Singapore has one of the highest rate of myopia. At 7 years old, about 20% of children in Singapore are myopic and more than 70% are myopic upon completing college. People with myopia see better at near while distant objects are blurred. This is the most common form of refractive error among Singaporeans and Asians.
Apart from myopia, other commonly cited refractive errors include astigmatism and presbyopia (lao hua). Astigmatism occurs when the curvature of one part of the cornea is different from another, resulting in light rays being focused at various points in the eye. This condition leads to blurring and distortion of the image.
Presbyopia refers to a progressive difficulty in focusing on near objects and reading as one grows older. It is the result of an age-related decrease in the elasticity of the lens and weakening of the eye's focusing power, and usually starts at about 40 years of age.
One safe and effective method of correcting vision is the implantation of a phakic intraocular lens. The most widely established phakic intraocular lens is the EVO Visian implantable collamer lens, more commonly called implantable contact lens (ICL).
Once implanted, the lens is invisible to the naked eye and patients can resume all their normal activities.
ICL can correct a wide range of refractive errors of up to 1,900 degrees of short-sightedness and 500 degrees of astigmatism. It is particularly useful for people with high refractive errors (ie. those above 900 degrees) or people who are not suitable for LASIK due to very thin corneas.

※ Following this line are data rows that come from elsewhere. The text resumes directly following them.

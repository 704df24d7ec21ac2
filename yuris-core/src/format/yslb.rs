//! YSLB: the project-wide label table (`ysl.ybn`).
//!
//! `ip` is a bytecode offset for engine builds before 300 and a command
//! index afterwards; the symbol environment normalizes this when it builds
//! its per-script label maps.

use crate::error::Result;
use crate::reader::Reader;

use super::read_header;

#[derive(Debug, Clone)]
pub struct Lbl {
    pub name: String,
    pub id: u32,
    pub ip: u32,
    pub scr_idx: u16,
    pub if_lvl: u8,
    pub loop_lvl: u8,
}

impl Lbl {
    fn parse(r: &mut Reader) -> Result<Lbl> {
        let name_len = r.byte()? as usize;
        let name = r.str(name_len)?;
        let id = r.u32()?;
        let ip = r.u32()?;
        let scr_idx = r.u16()?;
        let if_lvl = r.byte()?;
        let loop_lvl = r.byte()?;
        Ok(Lbl { name, id, ip, scr_idx, if_lvl, loop_lvl })
    }
}

#[derive(Debug, Clone)]
pub struct Yslb {
    pub ver: u32,
    pub lbls: Vec<Lbl>,
}

impl Yslb {
    pub fn parse(r: &mut Reader) -> Result<Yslb> {
        let ver = read_header(r, "YSLB")?;
        let nlbl = r.u32()?;
        r.skip(4 * 256)?; // hash bucket table, rebuilt by the compiler
        let lbls = (0..nlbl).map(|_| Lbl::parse(r)).collect::<Result<_>>()?;
        r.assert_eof(ver)?;
        Ok(Yslb { ver, lbls })
    }
}
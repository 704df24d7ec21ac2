//! YSTB: per-script bytecode (`yst%05d.ybn`).
//!
//! Every section of the file is obfuscated with the same 4-byte keyed XOR.
//! Builds before 300 store an inline command stream plus one expression
//! data blob; 300 and later split commands, argument records, expression
//! data and line numbers into four independently sized sections.

use yuris_nls::Codec;

use crate::error::{Error, Result};
use crate::ins::Ins;
use crate::reader::Reader;

use super::yscm::KnownCmds;
use super::{check_pad, read_header};

pub const ASSIGN_OPS: [&str; 9] = ["=", "+=", "-=", "*=", "/=", "%=", "&=", "|=", "^="];

/// Keyed XOR shared by all YSTB sections (self-inverse).
///
/// Key bytes apply big-endian: byte `i` is XORed with `key[i mod 4]`.
pub fn xor_trans(buf: &mut [u8], key: u32) {
    let k = key.to_be_bytes();
    for (i, b) in buf.iter_mut().enumerate() {
        *b ^= k[i & 3];
    }
}

#[derive(Debug, Clone, PartialEq)]
pub enum ArgData {
    /// Argument whose payload is not resolved from expression data
    /// (non-condition IF/ELSE/LOOP slots, RETURNCODE records).
    None,
    /// Raw text payload (WORD commands).
    Text(String),
    /// Postfix expression payload.
    Expr(Vec<Ins>),
}

#[derive(Debug, Clone, PartialEq)]
pub struct Arg {
    pub id: u16,
    pub typ: u8,
    /// Assignment operator selector, 0..=8.
    pub aop: u8,
    pub len: u32,
    pub off: u32,
    pub data: ArgData,
}

impl Arg {
    pub fn aop_str(&self) -> &'static str {
        ASSIGN_OPS[self.aop as usize]
    }

    pub fn expr(&self) -> Result<&[Ins]> {
        match &self.data {
            ArgData::Expr(list) => Ok(list),
            _ => Err(Error::layout(format!(
                "argument id={} has no expression payload",
                self.id
            ))),
        }
    }

    fn parse_record(r: &mut Reader) -> Result<(u16, u8, u8, u32, u32)> {
        let id = r.u16()?;
        let typ = r.byte()?;
        let aop = r.byte()?;
        let len = r.u32()?;
        let off = r.u32()?;
        if aop > 8 {
            return Err(Error::layout(format!("argument id={id} with assign op {aop}")));
        }
        Ok((id, typ, aop, len, off))
    }

    fn slice(exp: &[u8], off: u32, len: u32) -> Result<&[u8]> {
        let beg = off as usize;
        let end = beg + len as usize;
        if end > exp.len() {
            return Err(Error::TruncatedRead {
                at: beg,
                want: len as usize,
                left: exp.len().saturating_sub(beg),
            });
        }
        Ok(&exp[beg..end])
    }

    /// Full 12-byte record; with `exp` the payload is decoded as postfix.
    fn parse_full(r: &mut Reader, exp: Option<&[u8]>) -> Result<Arg> {
        let (id, typ, aop, len, off) = Self::parse_record(r)?;
        let data = match exp {
            None => ArgData::None,
            Some(exp) => {
                let codec = r.codec();
                ArgData::Expr(Ins::parse_buf(Self::slice(exp, off, len)?, codec)?)
            }
        };
        Ok(Arg { id, typ, aop, len, off, data })
    }

    /// Full record whose payload is raw text (WORD).
    fn parse_word(r: &mut Reader, exp: &[u8]) -> Result<Arg> {
        let (id, typ, aop, len, off) = Self::parse_record(r)?;
        if id != 0 || typ != 0 || aop != 0 {
            return Err(Error::layout(format!(
                "WORD argument with id={id} typ={typ} aop={aop}"
            )));
        }
        let bytes = Self::slice(exp, off, len)?;
        let text = r
            .codec()
            .decode_strict(bytes)
            .map_err(|_| Error::Decode { at: off as usize })?
            .into_owned();
        Ok(Arg { id, typ, aop, len, off, data: ArgData::Text(text) })
    }

    /// Truncated RETURNCODE record: 4 bytes (v2xx) or 8 bytes (v290).
    fn parse_returncode(r: &mut Reader, with_len: bool) -> Result<Arg> {
        let id = r.u16()?;
        let typ = r.byte()?;
        let aop = r.byte()?;
        if typ != 0 || aop != 0 {
            return Err(Error::layout(format!(
                "RETURNCODE argument with typ={typ} aop={aop}"
            )));
        }
        let len = if with_len { r.u32()? } else { 0 };
        Ok(Arg { id, typ, aop, len, off: 0, data: ArgData::None })
    }
}

#[derive(Debug, Clone)]
pub struct Cmd {
    /// Byte offset of the command in its stream (`index * 4` for v300+).
    pub off: u32,
    pub lno: u32,
    pub code: u8,
    /// Parameter count for gosub/return on v300+; preserved only.
    pub npar: u16,
    pub args: Vec<Arg>,
}

fn parse_args(
    r: &mut Reader,
    code: u8,
    narg: u8,
    exp: &[u8],
    known: &KnownCmds,
) -> Result<Vec<Arg>> {
    let c = code as u16;
    if (c == known.cmd_if || c == known.cmd_else) && narg == 3 {
        return Ok(vec![
            Arg::parse_full(r, Some(exp))?,
            Arg::parse_full(r, None)?,
            Arg::parse_full(r, None)?,
        ]);
    }
    if c == known.cmd_loop {
        if narg != 2 {
            return Err(Error::layout(format!("LOOP with {narg} arguments")));
        }
        return Ok(vec![Arg::parse_full(r, Some(exp))?, Arg::parse_full(r, None)?]);
    }
    if c == known.cmd_else {
        if narg != 0 {
            return Err(Error::layout(format!("ELSE with {narg} arguments")));
        }
        return Ok(Vec::new());
    }
    if c == known.cmd_word {
        if narg != 1 {
            return Err(Error::layout(format!("WORD with {narg} arguments")));
        }
        return Ok(vec![Arg::parse_word(r, exp)?]);
    }
    (0..narg).map(|_| Arg::parse_full(r, Some(exp))).collect()
}

fn parse_cmd_v2xx(
    r: &mut Reader,
    exp: &[u8],
    known: &KnownCmds,
    v290: bool,
) -> Result<Cmd> {
    let off = r.pos() as u32;
    let code = r.byte()?;
    let narg = r.byte()?;
    let lno = r.u32()?;
    let args = if code as u16 == known.cmd_returncode {
        if narg != 1 {
            return Err(Error::layout(format!("RETURNCODE with {narg} arguments")));
        }
        vec![Arg::parse_returncode(r, v290)?]
    } else {
        parse_args(r, code, narg, exp, known)?
    };
    Ok(Cmd { off, lno, code, npar: 0, args })
}

#[derive(Debug, Clone)]
pub struct Ystb {
    pub ver: u32,
    pub key: u32,
    pub cmds: Vec<Cmd>,
}

impl Ystb {
    pub fn parse(buf: &[u8], known: &KnownCmds, key: u32, codec: Codec) -> Result<Ystb> {
        let mut r = Reader::new(buf, codec);
        let ver = read_header(&mut r, "YSTB")?;
        let cmds = if ver < 300 {
            let lcmd = r.u32()? as usize;
            let lexp = r.u32()? as usize;
            let exp_off = r.u32()? as usize;
            for _ in 0..3 {
                check_pad(r.u32()?, "YSTB")?;
            }
            if 32 + lcmd != exp_off {
                return Err(Error::layout(format!(
                    "YSTB: expression data at {exp_off}, command stream ends at {}",
                    32 + lcmd
                )));
            }
            let mut dcmd = r.read(lcmd)?.to_vec();
            let mut dexp = r.read(lexp)?.to_vec();
            r.assert_eof(ver)?;
            xor_trans(&mut dcmd, key);
            xor_trans(&mut dexp, key);
            let mut rc = Reader::new(&dcmd, codec);
            let mut cmds = Vec::new();
            while rc.pos() < lcmd {
                cmds.push(parse_cmd_v2xx(&mut rc, &dexp, known, ver == 290)?);
            }
            cmds
        } else {
            let ncmd = r.u32()? as usize;
            let lcmd = r.u32()? as usize;
            let larg = r.u32()? as usize;
            let lexp = r.u32()? as usize;
            let llno = r.u32()? as usize;
            check_pad(r.u32()?, "YSTB")?;
            if ncmd * 4 != lcmd || lcmd != llno {
                return Err(Error::layout(format!(
                    "YSTB: section sizes disagree: ncmd={ncmd} lcmd={lcmd} llno={llno}"
                )));
            }
            if larg % 12 != 0 {
                return Err(Error::layout(format!(
                    "YSTB: argument stream size {larg} not a multiple of 12"
                )));
            }
            let mut dcmd = r.read(lcmd)?.to_vec();
            let mut darg = r.read(larg)?.to_vec();
            let mut dexp = r.read(lexp)?.to_vec();
            let mut dlno = r.read(llno)?.to_vec();
            r.assert_eof(ver)?;
            xor_trans(&mut dcmd, key);
            xor_trans(&mut darg, key);
            xor_trans(&mut dexp, key);
            xor_trans(&mut dlno, key);
            let mut rc = Reader::new(&dcmd, codec);
            let mut ra = Reader::new(&darg, codec);
            let mut rl = Reader::new(&dlno, codec);
            let mut cmds = Vec::with_capacity(ncmd);
            for _ in 0..ncmd {
                let off = rc.pos() as u32;
                let lno = rl.u32()?;
                let code = rc.byte()?;
                let narg = rc.byte()?;
                let npar = rc.u16()?;
                let args = if code as u16 == known.cmd_returncode {
                    if narg != 1 {
                        return Err(Error::layout(format!("RETURNCODE with {narg} arguments")));
                    }
                    vec![Arg::parse_full(&mut ra, None)?]
                } else {
                    parse_args(&mut ra, code, narg, &dexp, known)?
                };
                cmds.push(Cmd { off, lno, code, npar, args });
            }
            rc.assert_eof(ver)?;
            ra.assert_eof(ver)?;
            rl.assert_eof(ver)?;
            cmds
        };
        Ok(Ystb { ver, key, cmds })
    }
}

For people with very high degrees, ICL surgery can give patients high-definition vision in the day and night, with less night vision disturbances (eg. haloes and starbursts) as compared to LASIK.
ICL can be used to treat:
ICL surgery is done by an eye surgeon under a mild topical or local anaesthetic.
The surgery is simple and painless and each eye takes about 5-10 minutes to complete. Once the anaesthesia is administered, your surgeon will insert the lens through a small incision at the edge of the cornea. The lens is placed behind the iris and in front of the natural crystalline lens.
The small incision does not require stitches and heals on its own. Eye drops or ointment will then be given and the affected eye will need to be covered with a patch. You will then be taken to the recovery room to be monitored for a few hours.
You can go home on the same day, but will have a follow-up appointment the next day. Your doctor may prescribe you with eye drops or oral medication for the pain.
Recovery is relatively fast with minimal discomfort. Patients can resume their normal activities the day after surgery, and most patients are able to return to work or school within 1-2 days of the procedure.
There are numerous benefits of having an ICL surgery, in addition to improved vision.
An ICL can correct a wide range of refractive errors, including severe nearsightedness (myopia) that can’t be corrected with other surgeries.
For those with chronic dry eyes, ICL is a good option as it does not affect your tear function. People who are not eligible for laser eye surgery will likely be good candidates for ICL.
The procedure itself is simple and recovery is usually quick as it does not involve any removal of tissue. Although an ICL is meant to be permanent, it can be removed if needed.
Short-sightedness, far-sightedness, lao hua, astigmatism – these are commonly cited refractive errors that can be corrected with ICL even in the most severe of cases, so you can bid those cumbersome glasses and contact lenses a permanent goodbye.
In the hands of an experienced surgeon, ICL surgery is very safe. Some potential complications that may occur include accelerating cataract formation, glaucoma (high eye pressure), cornea swelling, eye infection and inflammation. However, these complications are all treatable.